------ Available data ------

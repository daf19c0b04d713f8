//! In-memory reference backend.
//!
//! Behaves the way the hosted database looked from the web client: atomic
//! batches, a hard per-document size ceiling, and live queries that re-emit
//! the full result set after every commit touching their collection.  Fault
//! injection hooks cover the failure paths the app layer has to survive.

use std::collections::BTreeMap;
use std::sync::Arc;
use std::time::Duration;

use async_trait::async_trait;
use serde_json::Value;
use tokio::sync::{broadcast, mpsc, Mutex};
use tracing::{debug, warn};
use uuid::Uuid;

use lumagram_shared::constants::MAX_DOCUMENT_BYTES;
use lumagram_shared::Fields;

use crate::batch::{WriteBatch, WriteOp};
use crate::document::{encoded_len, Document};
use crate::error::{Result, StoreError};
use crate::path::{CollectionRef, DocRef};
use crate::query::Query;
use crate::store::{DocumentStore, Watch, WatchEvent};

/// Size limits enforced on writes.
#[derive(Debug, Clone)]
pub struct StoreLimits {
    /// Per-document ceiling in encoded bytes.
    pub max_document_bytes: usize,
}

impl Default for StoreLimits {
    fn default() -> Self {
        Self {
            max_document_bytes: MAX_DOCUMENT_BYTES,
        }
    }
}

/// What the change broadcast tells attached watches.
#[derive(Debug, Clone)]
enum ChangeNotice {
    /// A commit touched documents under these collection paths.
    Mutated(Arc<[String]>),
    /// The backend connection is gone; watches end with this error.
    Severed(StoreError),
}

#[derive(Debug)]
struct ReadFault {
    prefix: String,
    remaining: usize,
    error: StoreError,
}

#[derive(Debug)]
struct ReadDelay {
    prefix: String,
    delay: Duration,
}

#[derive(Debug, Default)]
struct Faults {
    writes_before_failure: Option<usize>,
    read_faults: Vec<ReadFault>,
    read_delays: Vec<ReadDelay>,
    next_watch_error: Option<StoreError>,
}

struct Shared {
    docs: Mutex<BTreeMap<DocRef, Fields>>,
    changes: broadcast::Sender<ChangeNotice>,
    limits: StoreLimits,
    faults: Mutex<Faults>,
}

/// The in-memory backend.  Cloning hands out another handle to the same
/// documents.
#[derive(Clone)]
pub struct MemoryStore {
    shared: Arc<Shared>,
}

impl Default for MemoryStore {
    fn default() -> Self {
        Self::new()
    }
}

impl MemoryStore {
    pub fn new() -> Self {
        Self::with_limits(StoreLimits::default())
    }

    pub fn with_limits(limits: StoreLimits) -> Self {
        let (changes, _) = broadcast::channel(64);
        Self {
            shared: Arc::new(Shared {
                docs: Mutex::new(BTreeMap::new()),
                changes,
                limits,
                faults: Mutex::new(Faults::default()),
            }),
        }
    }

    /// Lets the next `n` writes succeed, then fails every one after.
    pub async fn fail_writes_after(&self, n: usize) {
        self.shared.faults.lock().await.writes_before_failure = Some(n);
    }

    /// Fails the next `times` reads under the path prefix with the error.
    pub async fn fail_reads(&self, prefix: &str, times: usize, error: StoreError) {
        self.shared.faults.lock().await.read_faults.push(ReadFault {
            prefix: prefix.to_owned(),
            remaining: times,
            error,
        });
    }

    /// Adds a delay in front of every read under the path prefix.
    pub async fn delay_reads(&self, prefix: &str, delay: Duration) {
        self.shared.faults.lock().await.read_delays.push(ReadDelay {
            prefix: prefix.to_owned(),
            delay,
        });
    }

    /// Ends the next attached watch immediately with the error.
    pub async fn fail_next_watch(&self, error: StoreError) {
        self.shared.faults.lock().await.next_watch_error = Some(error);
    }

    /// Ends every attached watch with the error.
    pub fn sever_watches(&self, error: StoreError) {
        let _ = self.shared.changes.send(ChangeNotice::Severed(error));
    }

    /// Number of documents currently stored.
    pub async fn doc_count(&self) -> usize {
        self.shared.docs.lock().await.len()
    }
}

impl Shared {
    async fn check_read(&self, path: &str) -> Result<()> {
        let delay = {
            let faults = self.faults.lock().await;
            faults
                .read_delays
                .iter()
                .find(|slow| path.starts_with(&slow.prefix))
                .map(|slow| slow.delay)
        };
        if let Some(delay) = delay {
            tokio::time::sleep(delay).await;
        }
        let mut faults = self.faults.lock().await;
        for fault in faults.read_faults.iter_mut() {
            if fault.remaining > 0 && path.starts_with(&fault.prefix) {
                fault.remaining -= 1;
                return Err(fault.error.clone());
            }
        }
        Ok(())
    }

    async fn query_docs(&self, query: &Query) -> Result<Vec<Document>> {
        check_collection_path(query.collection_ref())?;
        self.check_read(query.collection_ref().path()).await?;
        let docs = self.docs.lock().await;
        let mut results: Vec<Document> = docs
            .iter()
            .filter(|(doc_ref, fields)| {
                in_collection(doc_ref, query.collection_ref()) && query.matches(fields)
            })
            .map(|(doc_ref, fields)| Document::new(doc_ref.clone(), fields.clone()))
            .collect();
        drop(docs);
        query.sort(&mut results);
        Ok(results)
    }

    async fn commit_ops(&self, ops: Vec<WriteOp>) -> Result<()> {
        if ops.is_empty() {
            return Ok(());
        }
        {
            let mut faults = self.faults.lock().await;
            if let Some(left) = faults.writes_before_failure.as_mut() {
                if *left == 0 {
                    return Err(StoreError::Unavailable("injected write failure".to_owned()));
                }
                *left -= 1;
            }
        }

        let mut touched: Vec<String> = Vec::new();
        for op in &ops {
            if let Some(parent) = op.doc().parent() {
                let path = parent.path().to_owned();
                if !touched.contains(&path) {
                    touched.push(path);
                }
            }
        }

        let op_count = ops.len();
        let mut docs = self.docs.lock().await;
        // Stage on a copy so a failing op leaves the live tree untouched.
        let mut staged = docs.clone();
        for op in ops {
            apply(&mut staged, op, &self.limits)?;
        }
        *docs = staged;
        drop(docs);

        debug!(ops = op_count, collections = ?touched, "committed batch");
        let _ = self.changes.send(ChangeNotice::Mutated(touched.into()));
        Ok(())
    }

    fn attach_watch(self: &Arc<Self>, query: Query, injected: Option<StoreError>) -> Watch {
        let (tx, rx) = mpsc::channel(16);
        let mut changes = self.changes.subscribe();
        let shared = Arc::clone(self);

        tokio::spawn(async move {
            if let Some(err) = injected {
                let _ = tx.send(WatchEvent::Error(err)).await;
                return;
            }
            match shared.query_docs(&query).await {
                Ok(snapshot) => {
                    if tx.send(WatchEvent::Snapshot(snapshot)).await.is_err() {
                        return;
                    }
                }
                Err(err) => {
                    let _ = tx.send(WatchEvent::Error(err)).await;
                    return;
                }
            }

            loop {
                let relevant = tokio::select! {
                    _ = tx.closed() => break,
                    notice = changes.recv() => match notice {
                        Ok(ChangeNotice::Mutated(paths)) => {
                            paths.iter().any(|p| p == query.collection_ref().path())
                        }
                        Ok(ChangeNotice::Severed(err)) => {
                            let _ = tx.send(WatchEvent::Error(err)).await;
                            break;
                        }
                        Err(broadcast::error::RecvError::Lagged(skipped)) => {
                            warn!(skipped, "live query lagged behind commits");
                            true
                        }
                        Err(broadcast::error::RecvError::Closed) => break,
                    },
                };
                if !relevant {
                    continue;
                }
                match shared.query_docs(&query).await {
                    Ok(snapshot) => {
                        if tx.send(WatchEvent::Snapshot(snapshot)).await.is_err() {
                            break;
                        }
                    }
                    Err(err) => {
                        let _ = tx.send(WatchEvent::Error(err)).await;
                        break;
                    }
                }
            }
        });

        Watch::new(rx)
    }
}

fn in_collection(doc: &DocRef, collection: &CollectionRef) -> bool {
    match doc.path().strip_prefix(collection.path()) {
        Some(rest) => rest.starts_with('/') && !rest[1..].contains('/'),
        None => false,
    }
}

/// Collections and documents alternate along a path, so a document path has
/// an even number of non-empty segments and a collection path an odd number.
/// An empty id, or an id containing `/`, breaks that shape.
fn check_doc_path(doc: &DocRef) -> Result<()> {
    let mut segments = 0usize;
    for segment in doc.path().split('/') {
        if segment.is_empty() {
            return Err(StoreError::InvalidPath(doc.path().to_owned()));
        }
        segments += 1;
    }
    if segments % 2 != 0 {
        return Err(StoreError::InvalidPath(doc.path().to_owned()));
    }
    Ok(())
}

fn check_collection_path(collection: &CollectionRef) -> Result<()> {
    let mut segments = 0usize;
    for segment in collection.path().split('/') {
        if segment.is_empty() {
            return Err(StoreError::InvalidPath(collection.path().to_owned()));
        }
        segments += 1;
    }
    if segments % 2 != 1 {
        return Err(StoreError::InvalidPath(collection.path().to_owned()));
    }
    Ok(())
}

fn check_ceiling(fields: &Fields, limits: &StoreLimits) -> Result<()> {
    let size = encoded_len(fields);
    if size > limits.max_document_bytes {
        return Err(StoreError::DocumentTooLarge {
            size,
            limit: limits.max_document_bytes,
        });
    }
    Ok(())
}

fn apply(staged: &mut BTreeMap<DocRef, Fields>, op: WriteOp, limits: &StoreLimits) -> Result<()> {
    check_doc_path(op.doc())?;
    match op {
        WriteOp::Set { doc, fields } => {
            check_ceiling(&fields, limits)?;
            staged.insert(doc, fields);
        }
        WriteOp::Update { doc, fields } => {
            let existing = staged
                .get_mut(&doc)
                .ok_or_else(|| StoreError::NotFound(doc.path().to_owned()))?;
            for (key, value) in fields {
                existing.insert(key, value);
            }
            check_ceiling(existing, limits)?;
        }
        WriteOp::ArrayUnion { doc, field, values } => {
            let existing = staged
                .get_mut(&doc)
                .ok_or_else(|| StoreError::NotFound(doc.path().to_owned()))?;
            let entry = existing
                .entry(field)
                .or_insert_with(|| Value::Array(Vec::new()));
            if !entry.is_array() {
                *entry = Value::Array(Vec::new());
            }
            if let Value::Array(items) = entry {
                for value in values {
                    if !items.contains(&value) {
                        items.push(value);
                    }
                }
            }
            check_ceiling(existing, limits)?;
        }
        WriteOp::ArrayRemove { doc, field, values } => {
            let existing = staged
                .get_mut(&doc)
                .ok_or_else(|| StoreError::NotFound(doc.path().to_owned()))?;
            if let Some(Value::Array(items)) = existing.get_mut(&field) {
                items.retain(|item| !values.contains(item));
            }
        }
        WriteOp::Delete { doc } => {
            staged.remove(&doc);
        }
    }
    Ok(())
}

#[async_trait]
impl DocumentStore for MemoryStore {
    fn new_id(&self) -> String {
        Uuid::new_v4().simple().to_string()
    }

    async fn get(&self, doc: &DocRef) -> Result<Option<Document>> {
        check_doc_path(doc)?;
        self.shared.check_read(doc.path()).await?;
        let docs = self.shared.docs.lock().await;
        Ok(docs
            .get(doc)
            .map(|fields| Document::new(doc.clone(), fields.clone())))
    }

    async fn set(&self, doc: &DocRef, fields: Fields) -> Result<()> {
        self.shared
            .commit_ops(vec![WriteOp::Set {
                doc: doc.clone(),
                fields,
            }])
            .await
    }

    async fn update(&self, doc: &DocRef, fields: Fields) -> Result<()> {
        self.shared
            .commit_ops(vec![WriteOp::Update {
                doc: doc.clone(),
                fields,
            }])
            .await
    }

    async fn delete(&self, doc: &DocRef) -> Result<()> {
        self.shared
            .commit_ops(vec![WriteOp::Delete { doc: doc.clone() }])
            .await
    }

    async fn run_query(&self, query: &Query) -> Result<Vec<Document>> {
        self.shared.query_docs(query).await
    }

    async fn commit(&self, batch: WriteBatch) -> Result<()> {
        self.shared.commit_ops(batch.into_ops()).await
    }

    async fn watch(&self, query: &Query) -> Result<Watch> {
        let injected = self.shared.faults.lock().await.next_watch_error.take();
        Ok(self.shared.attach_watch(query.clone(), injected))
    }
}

------

| Your task |
Identify every line above that includes the word "DocRef", and show those lines.

| Result of this exercise |
use crate::path::{CollectionRef, DocRef};
    docs: Mutex<BTreeMap<DocRef, Fields>>,
fn in_collection(doc: &DocRef, collection: &CollectionRef) -> bool {
fn check_doc_path(doc: &DocRef) -> Result<()> {
fn apply(staged: &mut BTreeMap<DocRef, Fields>, op: WriteOp, limits: &StoreLimits) -> Result<()> {
    async fn get(&self, doc: &DocRef) -> Result<Option<Document>> {
    async fn set(&self, doc: &DocRef, fields: Fields) -> Result<()> {
    async fn update(&self, doc: &DocRef, fields: Fields) -> Result<()> {
    async fn delete(&self, doc: &DocRef) -> Result<()> {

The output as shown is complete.